Kirklees Budget 2019 – Cllr Uppal’s Speech to Council


Thank you Madam Mayor. Can I firstly thank Officers, the Cabinet and the Leader for their work on the Budget.

I also want thank all our council teams and staff across the Borough. Our staff and teams are seeing the reality of austerity and the cuts.

They have faced increasing pressures on their services, resources and budgets and that means it’s not always been easy for them.  I want to thank them for all they do.

I do want to start off by saying something about the Local Government Financial Settlement. It is hitting the poorest and the most vulnerable the hardest.

The Government and the Tories in this room may say they are putting more money into local government - about £1.3bn in core spending power but over £1billion will be cut from the core government grant. And a lot of this additional funding is one off bits of money – we need a much more long term settlement and that is still missing.

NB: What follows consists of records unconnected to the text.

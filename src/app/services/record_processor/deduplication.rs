//! Phone-number deduplication
//!
//! Rows are compared on their dedup-normalized phone number (digits only, US
//! country code removed, no length check). The first row carrying a number is
//! kept with its phone cell rewritten to the normalized form; later rows with
//! the same number are dropped. Comparison is exact string equality.

use crate::app::models::Dataset;
use crate::app::services::field_normalizers::normalize_phone_for_dedup;
use indicatif::ProgressBar;
use std::collections::HashSet;
use tracing::{debug, info};

/// Output of the dedup stage
#[derive(Debug, Clone, PartialEq, Eq)]
pub struct DedupResult {
    /// Rows that survived, in input order
    pub dataset: Dataset,
    /// Number of rows dropped as repeats
    pub duplicates: usize,
}

/// Drop rows whose phone number repeats an earlier row's
///
/// Rows too short to hold the phone column and rows without a usable phone are
/// always kept unchanged.
///
/// # Arguments
///
/// * `dataset` - Input dataset (not modified)
/// * `phone_column` - Column holding the phone number
/// * `progress_bar` - Optional progress bar advanced once per row
pub fn dedup_phones(
    dataset: &Dataset,
    phone_column: usize,
    progress_bar: Option<&ProgressBar>,
) -> DedupResult {
    let mut seen: HashSet<String> = HashSet::new();
    let mut kept = Vec::with_capacity(dataset.row_count());
    let mut duplicates = 0;

    for (index, row) in dataset.rows.iter().enumerate() {
        if let Some(pb) = progress_bar {
            pb.inc(1);
        }

        let Some(raw_phone) = row.cell(phone_column) else {
            kept.push(row.clone());
            continue;
        };

        let phone = normalize_phone_for_dedup(raw_phone);
        if phone.is_empty() {
            kept.push(row.clone());
            continue;
        }

        if seen.contains(&phone) {
            debug!("Row {}: duplicate phone {} dropped", index, phone);
            duplicates += 1;
            continue;
        }

        kept.push(row.clone().with_cell(phone_column, phone.as_str()));
        seen.insert(phone);
    }

    info!(
        "Deduplication complete: removed {} duplicate phones, {} rows remaining",
        duplicates,
        kept.len()
    );

    DedupResult {
        dataset: dataset.with_rows(kept),
        duplicates,
    }
}
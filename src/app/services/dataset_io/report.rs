//! Plain-text run summary report

use crate::app::services::geo_reconciliation::GeoStats;
use crate::app::services::record_processor::ProcessingStats;
use crate::{Error, Result};
use chrono::{DateTime, Utc};
use serde::Serialize;
use std::fs;
use std::path::Path;
use tracing::info;

const RULE: &str = "====================================================";

/// Figures shown in the summary report
#[derive(Debug, Clone, PartialEq, Serialize)]
pub struct ReportSummary {
    pub source: String,
    pub generated_at: DateTime<Utc>,
    pub total_processed: usize,
    pub total_removed: usize,
    pub removed_missing_phone: usize,
    pub removed_missing_name: usize,
    pub removed_invalid_state: usize,
    pub removed_duplicates: usize,
    pub removed_malformed: usize,
    pub geo: GeoStats,
    pub final_row_count: usize,
}

impl ReportSummary {
    /// Build the report figures from a run's statistics
    pub fn from_stats(stats: &ProcessingStats, source: impl Into<String>) -> Self {
        Self {
            source: source.into(),
            generated_at: Utc::now(),
            total_processed: stats.total_input,
            total_removed: stats.total_removed(),
            removed_missing_phone: stats.dropped_missing_phone,
            removed_missing_name: stats.dropped_missing_name,
            removed_invalid_state: stats.dropped_invalid_state,
            removed_duplicates: stats.duplicates_removed,
            removed_malformed: stats.dropped_malformed,
            geo: stats.geo,
            final_row_count: stats.final_output,
        }
    }

    /// Report as text lines
    pub fn render(&self) -> Vec<String> {
        vec![
            "================ ETL SUMMARY REPORT ================".to_string(),
            format!("Source:    {}", self.source),
            format!(
                "Generated: {}",
                self.generated_at.format("%Y-%m-%d %H:%M:%S UTC")
            ),
            String::new(),
            format!("Total rows processed: {}", self.total_processed),
            format!("Total rows removed:   {}", self.total_removed),
            String::new(),
            "  Breakdown:".to_string(),
            format!(
                "    - {} removed for missing phone number",
                self.removed_missing_phone
            ),
            format!(
                "    - {} removed for missing first AND last name",
                self.removed_missing_name
            ),
            format!(
                "    - {} removed for invalid state",
                self.removed_invalid_state
            ),
            format!(
                "    - {} removed for duplicate phone numbers",
                self.removed_duplicates
            ),
            format!(
                "    - {} removed as malformed (too few columns)",
                self.removed_malformed
            ),
            String::new(),
            "  Geographic Data Cleaning:".to_string(),
            format!(
                "    - {} ZIP codes cleaned (contained letters)",
                self.geo.zip_cleaned_letters
            ),
            format!(
                "    - {} ZIP codes cleaned (too short)",
                self.geo.zip_cleaned_too_short
            ),
            format!(
                "    - {} missing ZIP codes populated",
                self.geo.zip_populated
            ),
            format!("    - {} missing states populated", self.geo.state_populated),
            format!(
                "    - {} ZIP-State mismatches corrected",
                self.geo.mismatches_corrected
            ),
            format!(
                "    - {} state/ZIP pairs fixed from area codes",
                self.geo.fixed_from_area_code
            ),
            String::new(),
            format!(
                "Total rows in final, ready-to-load file: {}",
                self.final_row_count
            ),
            String::new(),
            RULE.to_string(),
        ]
    }

    /// Write the rendered report to `path`
    pub fn write_report(&self, path: &Path) -> Result<()> {
        let mut content = self.render().join("\n");
        content.push('\n');
        fs::write(path, content).map_err(|e| {
            Error::io(format!("Failed to write report to {}", path.display()), e)
        })?;
        info!("Summary report written to {}", path.display());
        Ok(())
    }
}

#[cfg(test)]
mod tests {
    use super::*;
    use tempfile::TempDir;

    fn sample_stats() -> ProcessingStats {
        ProcessingStats {
            total_input: 10,
            final_output: 5,
            duplicates_removed: 2,
            dropped_missing_phone: 1,
            dropped_missing_name: 1,
            dropped_invalid_state: 1,
            geo: GeoStats {
                zip_populated: 3,
                mismatches_corrected: 1,
                ..GeoStats::default()
            },
            ..ProcessingStats::default()
        }
    }

    #[test]
    fn test_from_stats() {
        let summary = ReportSummary::from_stats(&sample_stats(), "list.csv");

        assert_eq!(summary.total_processed, 10);
        assert_eq!(summary.total_removed, 5);
        assert_eq!(summary.removed_duplicates, 2);
        assert_eq!(summary.final_row_count, 5);
        assert_eq!(summary.geo.zip_populated, 3);
    }

    #[test]
    fn test_render_lines() {
        let lines = ReportSummary::from_stats(&sample_stats(), "list.csv").render();

        assert!(lines[0].contains("ETL SUMMARY REPORT"));
        assert!(lines.contains(&"Total rows processed: 10".to_string()));
        assert!(lines.contains(&"Total rows removed:   5".to_string()));
        assert!(lines.contains(&"    - 2 removed for duplicate phone numbers".to_string()));
        assert!(lines.contains(&"    - 3 missing ZIP codes populated".to_string()));
        assert!(lines.contains(&"    - 1 ZIP-State mismatches corrected".to_string()));
        assert!(lines.contains(&"Total rows in final, ready-to-load file: 5".to_string()));
        assert_eq!(lines.last().map(String::as_str), Some(RULE));
    }

    #[test]
    fn test_write_report() {
        let dir = TempDir::new().unwrap();
        let path = dir.path().join("report.txt");

        ReportSummary::from_stats(&sample_stats(), "list.csv")
            .write_report(&path)
            .unwrap();

        let content = std::fs::read_to_string(&path).unwrap();
        assert!(content.starts_with("================ ETL SUMMARY REPORT"));
        assert!(content.contains("Source:    list.csv"));
        assert!(content.ends_with(&format!("{RULE}\n")));
    }
}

Government Ministers have taken more out of the Communities and Local Government Department thank any other – leaving local areas to pick up the pieces.

After a decade of cuts you can’t say there are no consequences because of that.

The shortfall of funding in social care is impacting hospital admissions.

With homelessness figures rising the government has finally realised there is a problem but this has meant local welfare provision teams have been inundated and housing officers have been dealing with increasing pressures of homelessness and rough sleeping.

If we look at rising violent crime Sajid Javid and the Home Office have realised that we need more police officers on the beat and have kindly said we can pay for it by increasing the council tax precept.

And of course youth services have been impacted and we know what can happen when there is a void.

From 2020, Ministers no longer want to take account of deprivation when it comes to funding. We are already facing unfair cuts with Kirklees facing more drastic cuts than the likes of Surrey and Maidenhead.

House of Commons Library figures on core spending power show Kirklees, deprivation rank, 94 has faced a cut of core spending power of £420 per household while the Prime Minister’s local authority, Windsor and Maidenhead, deprivation rank 306 faced a core spending power cut of £205 per household.

It is a fact, unfortunately, that you are likely to die younger if you are poorer and we know in Kirklees we have an average life expectancy gap (between the most and least affluent areas) of 9 years.

The Government’s own research shows deprivation is one of the best predictors of the cost of basic services. So I really don’t understand what they are doing. It is really shocking.

We also have a 1 year budget because we don’t know how local government will be funded going forward. There are too many uncertainties with the fair funding review and spending review.

What do the cuts mean in reality?

increasing numbers of children in temporary accommodation

more request for social care support and child protection orders every day

and bus routes lost to communities across our borough

But despite all of this, Councils like ours are doing some great work. I am encouraged by our focus on placed based initiatives, additional funding for mental health initiatives and domestic abuse services and the investment in dementia services and youth provision.  I believe Labour councils like ours will make a difference for our communities.